What would churches look like if we began to do the same? Wouldn't it be exciting to witness what it means to "rebuild the ancient ruins," as Isaiah put it ... to see what would happen if we would radically and dramatically begin to practice that which we preach? If we in our churches became as passionate about missions and justice and evangelization and worship and inclusiveness and kindness as we are about budget line items and what color carpet to lay down in the parlor, what miracles could our churches still accomplish in this world?

And even in our own personal lives, what potential lies untapped because we're determined to create our own dreams and forge our own paths without ever consulting the One who "stands at the door and knocks" but to whom the door is rarely fully opened? A man in a skilled nursing center, in his late 90s and confined to a wheelchair, spoke to me one of the most sobering statements I've ever heard. He simply said, "If I had it all over to do again, I would spend more time asking 'God, what do You want from me?' and less time asking, 'What do I want for myself?'"

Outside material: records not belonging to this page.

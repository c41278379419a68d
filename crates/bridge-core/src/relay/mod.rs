//! Relay core: repackages inbound RTP into outbound RTC-transport frames.
//!
//! The transformation is deliberately minimal: the payload crosses the
//! bridge untouched, under a fresh outbound sequence number and a rebased
//! timestamp, so the RTC-side transport sees a self-consistent stream that
//! does not leak the legacy source's numbering. Sequence continuity of the
//! inbound stream is tracked; gaps are reported, never fatal. Each session
//! owns one `RelayCore` per direction, driven by a single task, so no
//! locking happens here.

use rand::Rng;

use crate::packet::{RtcFrame, RtpPacket};

/// Why a structurally valid packet was not relayed.
#[derive(Debug, Clone, Copy, PartialEq, Eq)]
pub enum DropReason {
    /// Failed minimal RTP framing validation (undersized, bad version,
    /// truncated header). Counted by the ingress pump before the relay
    /// core is consulted.
    Malformed,
    /// Duplicate or reordered behind the newest delivered packet.
    Stale,
    /// Payload exceeds the configured maximum packet size.
    Oversized,
}

/// A sequence discontinuity observed on the inbound stream.
#[derive(Debug, Clone, Copy, PartialEq, Eq)]
pub struct SequenceGap {
    /// The sequence number that was expected next.
    pub expected: u16,
    /// The sequence number that actually arrived.
    pub got: u16,
}

impl SequenceGap {
    /// Number of inbound packets skipped over by this gap.
    pub fn skipped(&self) -> u64 {
        u64::from(self.got.wrapping_sub(self.expected))
    }
}

/// Result of feeding one packet through the relay core.
#[derive(Debug)]
pub enum RelayOutcome {
    /// Packet was reframed; `gap` is set when inbound sequence numbers
    /// skipped ahead.
    Frame {
        frame: RtcFrame,
        gap: Option<SequenceGap>,
    },
    /// Packet was not relayed.
    Drop(DropReason),
}

/// Per-session, per-direction packetization state.
pub struct RelayCore {
    max_packet_size: usize,
    /// Newest inbound sequence number delivered, once the first packet
    /// has been seen.
    last_seq: Option<u16>,
    /// Inbound timestamp of the first relayed packet; outbound timestamps
    /// are rebased against it.
    ts_base: Option<u32>,
    /// Random outbound timestamp offset, RFC 3550 style.
    ts_offset: u32,
    /// Next outbound sequence number.
    out_seq: u16,
}

impl RelayCore {
    pub fn new(max_packet_size: usize) -> Self {
        let mut rng = rand::thread_rng();
        Self {
            max_packet_size,
            last_seq: None,
            ts_base: None,
            ts_offset: rng.gen(),
            out_seq: rng.gen(),
        }
    }

    /// Feed one validated inbound packet through the relay.
    ///
    /// Ordering policy: packets are relayed in arrival order; a packet
    /// whose sequence number is at or behind the newest delivered one is
    /// dropped as stale (the RTC side has already moved past it), and a
    /// forward jump larger than one is relayed but reported as a gap.
    pub fn ingest(&mut self, packet: &RtpPacket) -> RelayOutcome {
        if packet.payload.len() > self.max_packet_size {
            return RelayOutcome::Drop(DropReason::Oversized);
        }

        let seq = packet.header.sequence_number;
        let mut gap = None;

        if let Some(last) = self.last_seq {
            let delta = seq.wrapping_sub(last);
            if delta == 0 || delta > u16::MAX / 2 {
                // Duplicate, or reordered behind the newest delivery.
                return RelayOutcome::Drop(DropReason::Stale);
            }
            if delta > 1 {
                gap = Some(SequenceGap {
                    expected: last.wrapping_add(1),
                    got: seq,
                });
            }
        }
        self.last_seq = Some(seq);

        let ts_base = *self.ts_base.get_or_insert(packet.header.timestamp);
        let timestamp = packet
            .header
            .timestamp
            .wrapping_sub(ts_base)
            .wrapping_add(self.ts_offset);

        self.out_seq = self.out_seq.wrapping_add(1);

        RelayOutcome::Frame {
            frame: RtcFrame {
                payload_type: packet.header.payload_type,
                marker: packet.header.marker,
                sequence_number: self.out_seq,
                timestamp,
                // Bytes clone is a refcount bump; the payload is never copied
                // or mutated on its way through.
                payload: packet.payload.clone(),
            },
            gap,
        }
    }
}
//! Packet ingress: the per-session receive loop.
//!
//! Each session runs one pump task over a [`PacketSource`]. The pump
//! validates minimal RTP framing, feeds valid packets through the relay
//! core in arrival order and dispatches the resulting frames to the
//! registered input handler, still in order and still on this task.
//! Because every session has its own task, a slow or stalled consumer
//! only ever holds up its own session.
//!
//! Receive waits are bounded so teardown can interrupt a quiet pump; a
//! persistent transport failure is the one non-explicit way a session
//! ends.

use std::io;
use std::sync::Arc;

use async_trait::async_trait;
use bytes::Bytes;
use tokio::net::UdpSocket;
use tokio::sync::mpsc;
use tokio::task::JoinHandle;
use tokio::time::timeout;
use tracing::{debug, warn};

use crate::bridge::SessionCleanup;
use crate::config::PumpConfig;
use crate::dispatch;
use crate::packet::RtpPacket;
use crate::relay::{DropReason, RelayCore, RelayOutcome};
use crate::session::events::BridgeEvent;
use crate::session::SessionHandle;

/// Network receive primitive: yields one datagram per call.
///
/// The bridge consumes its transport through this seam only; the real
/// ICE/DTLS/SRTP stack stays outside. [`UdpPacketSource`] is the
/// production implementation, [`ChannelPacketSource`] feeds tests.
#[async_trait]
pub trait PacketSource: Send {
    /// Receive the next datagram. An error is treated as transport
    /// failure and closes the session.
    async fn recv(&mut self) -> io::Result<Bytes>;
}

/// Largest payload a UDP datagram can carry. The default receive buffer
/// is this big so no datagram is truncated before validation; oversize
/// policy belongs to the relay core, not the socket.
const MAX_UDP_PAYLOAD: usize = 65_535;

/// Datagram source over a bound UDP socket.
pub struct UdpPacketSource {
    socket: UdpSocket,
    buf: Vec<u8>,
}

impl UdpPacketSource {
    /// Bind a socket for receiving. Typically bound to one port of a
    /// session's allocated pair.
    pub async fn bind(addr: std::net::SocketAddr) -> io::Result<Self> {
        let socket = UdpSocket::bind(addr).await?;
        Ok(Self::from_socket(socket))
    }

    pub fn from_socket(socket: UdpSocket) -> Self {
        Self::with_capacity(socket, MAX_UDP_PAYLOAD)
    }

    /// Source with an explicit receive buffer size, for callers that want
    /// to bound it to their configured maximum packet size.
    pub fn with_capacity(socket: UdpSocket, capacity: usize) -> Self {
        Self {
            socket,
            buf: vec![0u8; capacity],
        }
    }

    pub fn local_addr(&self) -> io::Result<std::net::SocketAddr> {
        self.socket.local_addr()
    }
}

#[async_trait]
impl PacketSource for UdpPacketSource {
    async fn recv(&mut self) -> io::Result<Bytes> {
        let (len, _from) = self.socket.recv_from(&mut self.buf).await?;
        Ok(Bytes::copy_from_slice(&self.buf[..len]))
    }
}

/// Channel-backed source for tests and in-process producers. The source
/// reports transport failure once every sender is dropped.
pub struct ChannelPacketSource {
    rx: mpsc::UnboundedReceiver<Bytes>,
}

impl ChannelPacketSource {
    pub fn new() -> (mpsc::UnboundedSender<Bytes>, Self) {
        let (tx, rx) = mpsc::unbounded_channel();
        (tx, Self { rx })
    }
}

#[async_trait]
impl PacketSource for ChannelPacketSource {
    async fn recv(&mut self) -> io::Result<Bytes> {
        self.rx
            .recv()
            .await
            .ok_or_else(|| io::Error::new(io::ErrorKind::UnexpectedEof, "packet source closed"))
    }
}

/// The per-session receive loop.
pub struct IngressPump {
    session: Arc<SessionHandle>,
    relay: RelayCore,
    source: Box<dyn PacketSource>,
    config: PumpConfig,
    event_tx: mpsc::UnboundedSender<BridgeEvent>,
    cleanup: SessionCleanup,
}

impl IngressPump {
    pub(crate) fn new(
        session: Arc<SessionHandle>,
        relay: RelayCore,
        source: Box<dyn PacketSource>,
        config: PumpConfig,
        event_tx: mpsc::UnboundedSender<BridgeEvent>,
        cleanup: SessionCleanup,
    ) -> Self {
        Self {
            session,
            relay,
            source,
            config,
            event_tx,
            cleanup,
        }
    }

    /// Spawn the pump onto its own task.
    pub fn spawn(self) -> JoinHandle<()> {
        tokio::spawn(self.run())
    }

    async fn run(mut self) {
        let session_id = self.session.id().clone();
        let mut shutdown = self.session.subscribe_shutdown();
        debug!("Ingress pump started for session {}", session_id);

        loop {
            tokio::select! {
                // Teardown wins over a pending receive.
                biased;

                changed = shutdown.changed() => {
                    if changed.is_err() || *shutdown.borrow() {
                        break;
                    }
                }

                received = timeout(self.config.recv_timeout, self.source.recv()) => {
                    match received {
                        // Bounded wait elapsed; loop around and re-check shutdown.
                        Err(_elapsed) => {
                            if self.session.state().await.is_terminating() {
                                break;
                            }
                        }
                        Ok(Err(e)) => {
                            warn!("Transport failed for session {}: {}", session_id, e);
                            // The only non-explicit teardown path: the pump
                            // itself closes the session and frees its ports.
                            self.session.begin_close().await;
                            let _ = self.event_tx.send(BridgeEvent::TransportFailed {
                                session_id: session_id.clone(),
                                error: e.to_string(),
                            });
                            self.cleanup.run(&self.session).await;
                            break;
                        }
                        Ok(Ok(datagram)) => {
                            self.handle_datagram(datagram).await;
                        }
                    }
                }
            }
        }

        debug!("Ingress pump stopped for session {}", session_id);
    }

    /// Validate, relay and dispatch one datagram. Packet-level failures
    /// are counted and absorbed; nothing here tears the session down.
    async fn handle_datagram(&mut self, datagram: Bytes) {
        let session_id = self.session.id().clone();
        self.session.update_stats(|s| s.packets_received += 1).await;

        if !self.session.state().await.can_relay() {
            // Closing or closed: no new packets are accepted.
            return;
        }

        let packet = match RtpPacket::parse(datagram) {
            Ok(packet) => packet,
            Err(e) => {
                warn!("Dropping malformed packet for session {}: {}", session_id, e);
                self.session.update_stats(|s| s.malformed_packets += 1).await;
                let _ = self.event_tx.send(BridgeEvent::PacketDropped {
                    session_id,
                    reason: DropReason::Malformed,
                });
                return;
            }
        };

        let (frame, gap) = match self.relay.ingest(&packet) {
            RelayOutcome::Frame { frame, gap } => (frame, gap),
            RelayOutcome::Drop(reason) => {
                debug!("Relay dropped packet for session {}: {:?}", session_id, reason);
                self.session.update_stats(|s| s.packets_dropped += 1).await;
                let _ = self.event_tx.send(BridgeEvent::PacketDropped { session_id, reason });
                return;
            }
        };

        if let Some(gap) = gap {
            self.session
                .update_stats(|s| s.sequence_gaps += gap.skipped())
                .await;
            let _ = self.event_tx.send(BridgeEvent::SequenceGap {
                session_id: session_id.clone(),
                expected: gap.expected,
                got: gap.got,
            });
        }

        // A frame was produced; the session is active from
        // the first one even if no consumer is listening yet.
        if self.session.mark_active().await {
            let _ = self.event_tx.send(BridgeEvent::SessionActive {
                session_id: session_id.clone(),
            });
        }

        match self.session.input_handler().await {
            None => {
                // Legacy behavior: packets are lost silently when no input
                // handler is registered. Kept observable via the counter.
                self.session.update_stats(|s| s.packets_unhandled += 1).await;
            }
            Some(handler) => {
                // The frame's buffer is borrowed for this call only.
                if dispatch::invoke_input_handler(&session_id, &handler, &frame.payload) {
                    let bytes = frame.payload.len();
                    self.session.update_stats(|s| {
                        s.packets_relayed += 1;
                        s.bytes_relayed += bytes as u64;
                    })
                    .await;
                    let _ = self.event_tx.send(BridgeEvent::PacketRelayed { session_id, bytes });
                } else {
                    self.session.update_stats(|s| s.handler_panics += 1).await;
                    let _ = self.event_tx.send(BridgeEvent::HandlerPanicked { session_id });
                }
            }
        }
    }
}

#[cfg(test)]
mod tests {
    use super::*;

    #[tokio::test]
    async fn udp_source_yields_datagrams() {
        let mut source = UdpPacketSource::bind("127.0.0.1:0".parse().unwrap())
            .await
            .unwrap();
        let dest = source.local_addr().unwrap();

        let sender = UdpSocket::bind("127.0.0.1:0").await.unwrap();
        sender.send_to(b"hello bridge", dest).await.unwrap();

        let datagram = source.recv().await.unwrap();
        assert_eq!(&datagram[..], b"hello bridge");
    }

    #[tokio::test]
    async fn udp_source_receives_datagrams_larger_than_legacy_mtu() {
        let mut source = UdpPacketSource::bind("127.0.0.1:0".parse().unwrap())
            .await
            .unwrap();
        let dest = source.local_addr().unwrap();

        let sender = UdpSocket::bind("127.0.0.1:0").await.unwrap();
        let datagram = vec![0x42u8; 4000];
        sender.send_to(&datagram, dest).await.unwrap();

        let received = source.recv().await.unwrap();
        assert_eq!(received.len(), 4000);
        assert_eq!(&received[..], &datagram[..]);
    }

    #[tokio::test]
    async fn channel_source_reports_eof_when_senders_drop() {
        let (tx, mut source) = ChannelPacketSource::new();
        tx.send(Bytes::from_static(b"one")).unwrap();
        drop(tx);

        assert_eq!(&source.recv().await.unwrap()[..], b"one");
        let err = source.recv().await.unwrap_err();
        assert_eq!(err.kind(), io::ErrorKind::UnexpectedEof);
    }
}
//! Port allocation for bridged sessions.
//!
//! Each session reserves a (video, audio) pair of even ports from a
//! configured range. Reservation is a single critical section, so two
//! sessions starting concurrently can never observe the same free port.
//! There is deliberately no process-wide allocator instance: the bridge
//! owns its allocator and injects it where needed.

use std::collections::{HashMap, HashSet};
use std::net::SocketAddr;

use rand::Rng;
use tokio::net::UdpSocket;
use tokio::sync::Mutex;
use tracing::{debug, warn};

use crate::config::{AllocationStrategy, AllocatorConfig};
use crate::error::{Error, Result};
use crate::types::{PortPair, SessionId};

/// Attempts made per allocation under the Random strategy before falling
/// back to a sequential scan.
const RANDOM_ATTEMPTS: usize = 32;

#[derive(Debug, Default)]
struct AllocatorInner {
    /// Every port currently reserved, regardless of owning session.
    in_use: HashSet<u16>,
    /// Pair reserved per session.
    by_session: HashMap<SessionId, PortPair>,
}

/// Reserves and releases (video, audio) port pairs.
pub struct PortAllocator {
    config: AllocatorConfig,
    inner: Mutex<AllocatorInner>,
}

impl PortAllocator {
    pub fn new(config: AllocatorConfig) -> Self {
        Self {
            config,
            inner: Mutex::new(AllocatorInner::default()),
        }
    }

    /// Atomically reserve a (video, audio) pair of even ports for a session.
    ///
    /// Fails with [`Error::ResourceExhausted`] when no free pair remains,
    /// and with [`Error::InvalidState`] when the session already holds one
    /// (a session owns at most one pair for its whole lifetime).
    pub async fn allocate_pair(&self, session_id: &SessionId) -> Result<PortPair> {
        let mut inner = self.inner.lock().await;

        if let Some(existing) = inner.by_session.get(session_id) {
            warn!("Session {} already holds port pair {}", session_id, existing);
            return Err(Error::InvalidState {
                operation: "allocate_pair",
                state: crate::types::SessionState::PortsAssigned,
            });
        }

        let candidate = match self.config.strategy {
            AllocationStrategy::Sequential => self.scan_sequential(&inner).await,
            AllocationStrategy::Random => match self.pick_random(&inner).await {
                Some(pair) => Some(pair),
                None => self.scan_sequential(&inner).await,
            },
        };

        let pair = candidate.ok_or(Error::ResourceExhausted {
            start: self.config.port_range.start,
            end: self.config.port_range.end,
        })?;

        inner.in_use.insert(pair.video);
        inner.in_use.insert(pair.audio);
        inner.by_session.insert(session_id.clone(), pair);
        debug!("Allocated port pair {} for session {}", pair, session_id);
        Ok(pair)
    }

    /// Release the pair held by a session. Releasing a session that holds
    /// no pair is a no-op; double release never fails.
    pub async fn release_session(&self, session_id: &SessionId) -> Option<PortPair> {
        let mut inner = self.inner.lock().await;
        match inner.by_session.remove(session_id) {
            Some(pair) => {
                inner.in_use.remove(&pair.video);
                inner.in_use.remove(&pair.audio);
                debug!("Released port pair {} for session {}", pair, session_id);
                Some(pair)
            }
            None => {
                debug!("Release for session {} with no allocated pair (no-op)", session_id);
                None
            }
        }
    }

    /// Release an explicit pair. Ports not currently reserved are ignored.
    pub async fn release_pair(&self, pair: PortPair) {
        let mut inner = self.inner.lock().await;
        let video_was_used = inner.in_use.remove(&pair.video);
        let audio_was_used = inner.in_use.remove(&pair.audio);
        if !video_was_used && !audio_was_used {
            debug!("Double release of pair {} (no-op)", pair);
        }
        inner.by_session.retain(|_, p| *p != pair);
    }

    /// Number of ports currently reserved.
    pub async fn allocated_count(&self) -> usize {
        self.inner.lock().await.in_use.len()
    }

    /// Pair currently held by a session, if any.
    pub async fn pair_for(&self, session_id: &SessionId) -> Option<PortPair> {
        self.inner.lock().await.by_session.get(session_id).copied()
    }

    /// Scan even base ports upward; a candidate is usable when both the
    /// base (video) and base+2 (audio) are free. Odd ports stay free for
    /// RTCP in a fuller deployment.
    async fn scan_sequential(&self, inner: &AllocatorInner) -> Option<PortPair> {
        let range = self.config.port_range;
        let mut base = range.start.checked_add(range.start & 1)?;
        loop {
            let audio = base.checked_add(2)?;
            if audio > range.end {
                return None;
            }
            if let Some(pair) = self.try_candidate(inner, base).await {
                return Some(pair);
            }
            base = base.checked_add(2)?;
        }
    }

    async fn pick_random(&self, inner: &AllocatorInner) -> Option<PortPair> {
        let range = self.config.port_range;
        let min_end = range.start.checked_add(2)?;
        if range.end < min_end {
            return None;
        }
        for _ in 0..RANDOM_ATTEMPTS {
            let base = {
                let mut rng = rand::thread_rng();
                let raw: u16 = rng.gen_range(range.start..=range.end - 2);
                raw - (raw & 1)
            };
            if base < range.start {
                continue;
            }
            if let Some(pair) = self.try_candidate(inner, base).await {
                return Some(pair);
            }
        }
        None
    }

    async fn try_candidate(&self, inner: &AllocatorInner, base: u16) -> Option<PortPair> {
        let video = base;
        let audio = base + 2;
        if inner.in_use.contains(&video) || inner.in_use.contains(&audio) {
            return None;
        }
        if self.config.bind_verify {
            if !self.probe_bind(video).await || !self.probe_bind(audio).await {
                return None;
            }
        }
        Some(PortPair { video, audio })
    }

    /// Probe-bind a UDP socket to verify the OS considers the port free.
    /// The socket is dropped immediately; the actual media transport binds
    /// later, outside this component.
    async fn probe_bind(&self, port: u16) -> bool {
        let addr = SocketAddr::new(self.config.local_ip, port);
        match UdpSocket::bind(addr).await {
            Ok(_) => true,
            Err(e) => {
                debug!("Probe bind failed for {}: {}", addr, e);
                false
            }
        }
    }
}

Isaiah promised that God would send Someone who would say, "The Spirit of the Lord is upon me to preach good news to the poor, to bind up the brokenhearted, to proclaim freedom for the captives ... to announce the Lord's favor ... to provide comfort to all who mourn ... to bestow on you a crown of beauty instead of ashes, and the oil of joy instead of mourning, and a garment of praise instead of a spirit of despair." Jesus said, "Today these words have been fulfilled in your presence." It is hard work to make things right again, whatever those things may be, when we have allowed them to go wrong. But you and I are assured that we do not have to do that work alone. God sends Someone to us to counsel and comfort, to encourage and empower, with grace and guidance, to help us do all the heavy lifting in making life what it was created to be. But the temptation will always exist to keep his love and his expectations locked away in a manger out back. Why? Because this One whom God sends brings his own agenda for us, his own building plan, which means that sometimes the plans we have made have to be modified or even thrown out altogether. That takes a lot of faith and a lot of courage. But the alternative is to imagine sitting alone at the very end of the journey, looking back, and confessing, "If I had it all to do over again, I would spend more time asking 'God, what do You want from me?' and less time asking, 'What do I want for myself?'" Because ultimately, only that which God wants will bring life.

Would you pray with me?

O God of fresh starts and second chances, move again into our world through the miracle of incarnation. May we listen closely to the counsel of Christ that we might make life right again. In His name we pray, Amen.